Data entries
========================

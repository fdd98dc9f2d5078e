use super::iter::{ValueFilter, ValueMut};
use super::leaf::LeafNode;
use super::node::{Node, Slot, aligned_blocks};
use crate::math::{Coord, CoordBBox};
use crate::value::GridValue;

/// Interior node with `(1 << LOG2DIM)³` slots, each a tile or an owned child of type `C`.
#[derive(Clone, Debug)]
pub struct InternalNode<T, C, const LOG2DIM: u32> {
    origin: Coord,
    slots: Box<[Slot<C, T>]>,
}

/// 16³ slots of leaves, covering 128³ voxels.
pub type LowerNode<T> = InternalNode<T, LeafNode<T>, 4>;
/// 32³ slots of lower nodes, covering 4096³ voxels.
pub type UpperNode<T> = InternalNode<T, LowerNode<T>, 5>;

impl<T: GridValue, C: Node<T>, const LOG2DIM: u32> InternalNode<T, C, LOG2DIM> {
    pub const NUM_SLOTS: usize = 1 << (3 * LOG2DIM);
    pub const CHILD_DIM: i32 = 1 << C::TOTAL;
    const CHILD_VOLUME: u64 = 1 << (3 * C::TOTAL);

    #[inline]
    pub fn slot_index(xyz: Coord) -> usize {
        let m = (1i32 << (LOG2DIM + C::TOTAL)) - 1;
        let c = C::TOTAL;
        ((((xyz.x & m) >> c) as usize) << (2 * LOG2DIM))
            | ((((xyz.y & m) >> c) as usize) << LOG2DIM)
            | (((xyz.z & m) >> c) as usize)
    }
    pub fn slot_origin(&self, i: usize) -> Coord {
        let m = (1usize << LOG2DIM) - 1;
        let c = C::TOTAL;
        self.origin
            + Coord::new(
                (((i >> (2 * LOG2DIM)) & m) as i32) << c,
                (((i >> LOG2DIM) & m) as i32) << c,
                ((i & m) as i32) << c,
            )
    }
    pub fn slot_bbox(&self, i: usize) -> CoordBBox {
        CoordBBox::create_cube(self.slot_origin(i), Self::CHILD_DIM)
    }
    pub fn slots(&self) -> &[Slot<C, T>] {
        &self.slots
    }
    pub fn slot(&self, i: usize) -> &Slot<C, T> {
        &self.slots[i]
    }
    pub(crate) fn slot_mut(&mut self, i: usize) -> &mut Slot<C, T> {
        &mut self.slots[i]
    }
    pub fn child_count(&self) -> usize {
        self.slots.iter().filter(|s| s.is_child()).count()
    }

    fn split(&mut self, i: usize) -> &mut C {
        let origin = self.slot_origin(i);
        self.slots[i].child_or_split(origin)
    }
    fn tile_matches(&self, i: usize, value: Option<T>, active: Option<bool>) -> bool {
        match &self.slots[i] {
            Slot::Tile { value: v, active: a } => {
                value.is_none_or(|value| *v == value) && active.is_none_or(|active| *a == active)
            }
            Slot::Child(_) => false,
        }
    }
}

impl<T: GridValue, C: Node<T>, const LOG2DIM: u32> Node<T> for InternalNode<T, C, LOG2DIM> {
    const LOG2DIM: u32 = LOG2DIM;
    const TOTAL: u32 = LOG2DIM + C::TOTAL;
    const LEVEL: usize = C::LEVEL + 1;

    fn new_filled(origin: Coord, value: T, active: bool) -> Self {
        Self {
            origin: origin.aligned(Self::TOTAL),
            slots: (0..Self::NUM_SLOTS)
                .map(|_| Slot::Tile { value, active })
                .collect(),
        }
    }
    fn origin(&self) -> Coord {
        self.origin
    }

    fn probe_value(&self, xyz: Coord) -> (T, bool) {
        match &self.slots[Self::slot_index(xyz)] {
            Slot::Tile { value, active } => (*value, *active),
            Slot::Child(c) => c.probe_value(xyz),
        }
    }
    fn set_value_on(&mut self, xyz: Coord, value: T) {
        let i = Self::slot_index(xyz);
        if !self.tile_matches(i, Some(value), Some(true)) {
            self.split(i).set_value_on(xyz, value);
        }
    }
    fn set_value_off(&mut self, xyz: Coord, value: T) {
        let i = Self::slot_index(xyz);
        if !self.tile_matches(i, Some(value), Some(false)) {
            self.split(i).set_value_off(xyz, value);
        }
    }
    fn set_value_only(&mut self, xyz: Coord, value: T) {
        let i = Self::slot_index(xyz);
        if !self.tile_matches(i, Some(value), None) {
            self.split(i).set_value_only(xyz, value);
        }
    }
    fn set_active_state(&mut self, xyz: Coord, on: bool) {
        let i = Self::slot_index(xyz);
        if !self.tile_matches(i, None, Some(on)) {
            self.split(i).set_active_state(xyz, on);
        }
    }
    fn fill(&mut self, bbox: &CoordBBox, value: T, active: bool) {
        let clip = bbox.intersection(&self.bbox());
        for (origin, sub) in aligned_blocks(clip, C::TOTAL) {
            let i = Self::slot_index(origin);
            if sub == self.slot_bbox(i) {
                self.slots[i] = Slot::Tile { value, active };
            } else if !self.tile_matches(i, Some(value), Some(active)) {
                self.split(i).fill(&sub, value, active);
            }
        }
    }
    fn set_active_state_in(&mut self, bbox: &CoordBBox, on: bool) {
        let clip = bbox.intersection(&self.bbox());
        for (origin, sub) in aligned_blocks(clip, C::TOTAL) {
            let i = Self::slot_index(origin);
            let full = sub == self.slot_bbox(i);
            if let Slot::Tile { active, .. } = &mut self.slots[i] {
                if full || *active == on {
                    *active = on;
                    continue;
                }
            }
            self.split(i).set_active_state_in(&sub, on);
        }
    }

    fn touch_leaf(&mut self, xyz: Coord) -> &mut LeafNode<T> {
        self.split(Self::slot_index(xyz)).touch_leaf(xyz)
    }
    fn add_leaf(&mut self, leaf: LeafNode<T>) {
        let xyz = leaf.origin();
        self.split(Self::slot_index(xyz)).add_leaf(leaf);
    }
    fn probe_leaf(&self, xyz: Coord) -> Option<&LeafNode<T>> {
        self.slots[Self::slot_index(xyz)].child()?.probe_leaf(xyz)
    }
    fn probe_leaf_mut(&mut self, xyz: Coord) -> Option<&mut LeafNode<T>> {
        self.slots[Self::slot_index(xyz)].child_mut()?.probe_leaf_mut(xyz)
    }
    fn probe_uniform(&self, bbox: &CoordBBox) -> Option<(T, bool)> {
        let clip = bbox.intersection(&self.bbox());
        let mut state = None;
        for (origin, sub) in aligned_blocks(clip, C::TOTAL) {
            let s = match &self.slots[Self::slot_index(origin)] {
                Slot::Tile { value, active } => (*value, *active),
                Slot::Child(c) => c.probe_uniform(&sub)?,
            };
            match state {
                None => state = Some(s),
                Some(first) if first != s => return None,
                Some(_) => {}
            }
        }
        state
    }
    fn first_value(&self) -> T {
        match &self.slots[0] {
            Slot::Tile { value, .. } => *value,
            Slot::Child(c) => c.first_value(),
        }
    }

    fn active_voxel_count(&self) -> u64 {
        self.slots
            .iter()
            .map(|s| match s {
                Slot::Tile { active: true, .. } => Self::CHILD_VOLUME,
                Slot::Tile { .. } => 0,
                Slot::Child(c) => c.active_voxel_count(),
            })
            .sum()
    }
    fn leaf_count(&self) -> usize {
        self.slots.iter().filter_map(|s| s.child()).map(|c| c.leaf_count()).sum()
    }
    fn non_leaf_count(&self) -> usize {
        1 + self
            .slots
            .iter()
            .filter_map(|s| s.child())
            .map(|c| c.non_leaf_count())
            .sum::<usize>()
    }
    fn active_tile_count(&self) -> usize {
        self.slots
            .iter()
            .map(|s| match s {
                Slot::Tile { active, .. } => *active as usize,
                Slot::Child(c) => c.active_tile_count(),
            })
            .sum()
    }
    fn has_active(&self) -> bool {
        self.slots.iter().any(|s| match s {
            Slot::Tile { active, .. } => *active,
            Slot::Child(c) => c.has_active(),
        })
    }
    fn eval_active_bbox(&self, bbox: &mut CoordBBox) {
        for (i, s) in self.slots.iter().enumerate() {
            match s {
                Slot::Tile { active: true, .. } => bbox.expand_bbox(&self.slot_bbox(i)),
                Slot::Tile { .. } => {}
                Slot::Child(c) => c.eval_active_bbox(bbox),
            }
        }
    }

    fn constant_state(&self, tolerance: &T) -> Option<(T, bool)> {
        let (first, active) = self.slots[0].tile()?;
        self.slots
            .iter()
            .all(|s| matches!(s.tile(), Some((v, a)) if a == active && v.is_approx_equal(&first, tolerance)))
            .then_some((first, active))
    }
    fn prune(&mut self, tolerance: &T) {
        for slot in self.slots.iter_mut() {
            if let Slot::Child(c) = slot {
                c.prune(tolerance);
                if let Some((value, active)) = c.constant_state(tolerance) {
                    *slot = Slot::Tile { value, active };
                }
            }
        }
    }
    fn prune_inactive_with(&mut self, tile_value: &dyn Fn(T) -> T) {
        for slot in self.slots.iter_mut() {
            if let Slot::Child(c) = slot {
                c.prune_inactive_with(tile_value);
                if !c.has_active() {
                    *slot = Slot::Tile {
                        value: tile_value(c.first_value()),
                        active: false,
                    };
                }
            }
        }
    }
    fn voxelize_active_tiles(&mut self) {
        for i in 0..Self::NUM_SLOTS {
            if self.tile_matches(i, None, Some(true)) {
                self.split(i);
            }
            if let Slot::Child(c) = &mut self.slots[i] {
                c.voxelize_active_tiles();
            }
        }
    }

    fn collect_leaves<'a>(&'a self, out: &mut Vec<&'a LeafNode<T>>) {
        for c in self.slots.iter().filter_map(|s| s.child()) {
            c.collect_leaves(out);
        }
    }
    fn collect_leaves_mut<'a>(&'a mut self, out: &mut Vec<&'a mut LeafNode<T>>) {
        for c in self.slots.iter_mut().filter_map(|s| s.child_mut()) {
            c.collect_leaves_mut(out);
        }
    }
    fn visit_values_mut(&mut self, filter: ValueFilter, f: &mut dyn FnMut(&mut ValueMut<T>)) {
        for i in 0..Self::NUM_SLOTS {
            let origin = self.slot_origin(i);
            match &mut self.slots[i] {
                Slot::Tile { value, active } => {
                    if filter.accepts(*active) {
                        let mut item = ValueMut::new(origin, Self::LEVEL, Self::CHILD_DIM, *value, *active);
                        f(&mut item);
                        *value = item.value();
                        *active = item.is_active();
                    }
                }
                Slot::Child(c) => c.visit_values_mut(filter, f),
            }
        }
    }
}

========================

### ASSIGNED TASK
Lines with the word "super": report how many there are in the entries, as a bare number.

### OUTPUT FOR THIS TASK
3